→ Available data:
===

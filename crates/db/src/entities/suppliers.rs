//! `SeaORM` Entity for the suppliers table.

use sea_orm::entity::prelude::*;
use serde::{Deserialize, Serialize};

#[derive(Clone, Debug, PartialEq, DeriveEntityModel, Eq, Serialize, Deserialize)]
#[sea_orm(table_name = "suppliers")]
pub struct Model {
    #[sea_orm(primary_key, auto_increment = false)]
    pub id: Uuid,
    pub name: String,
    pub email: Option<String>,
    pub phone: Option<String>,
    pub address: Option<String>,
    pub is_active: bool,
    pub created_by: Uuid,
    pub created_at: DateTimeWithTimeZone,
    pub updated_at: DateTimeWithTimeZone,
}

#[derive(Copy, Clone, Debug, EnumIter, DeriveRelation)]
pub enum Relation {
    #[sea_orm(
        belongs_to = "super::users::Entity",
        from = "Column::CreatedBy",
        to = "super::users::Column::Id"
    )]
    Users,
}

impl Related<super::users::Entity> for Entity {
    fn to() -> RelationDef {
        Relation::Users.def()
    }
}

impl ActiveModelBehavior for ActiveModel {}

===

Each line above that includes the word "Serialize" is to be copied.

use serde::{Deserialize, Serialize};
#[derive(Clone, Debug, PartialEq, DeriveEntityModel, Eq, Serialize, Deserialize)]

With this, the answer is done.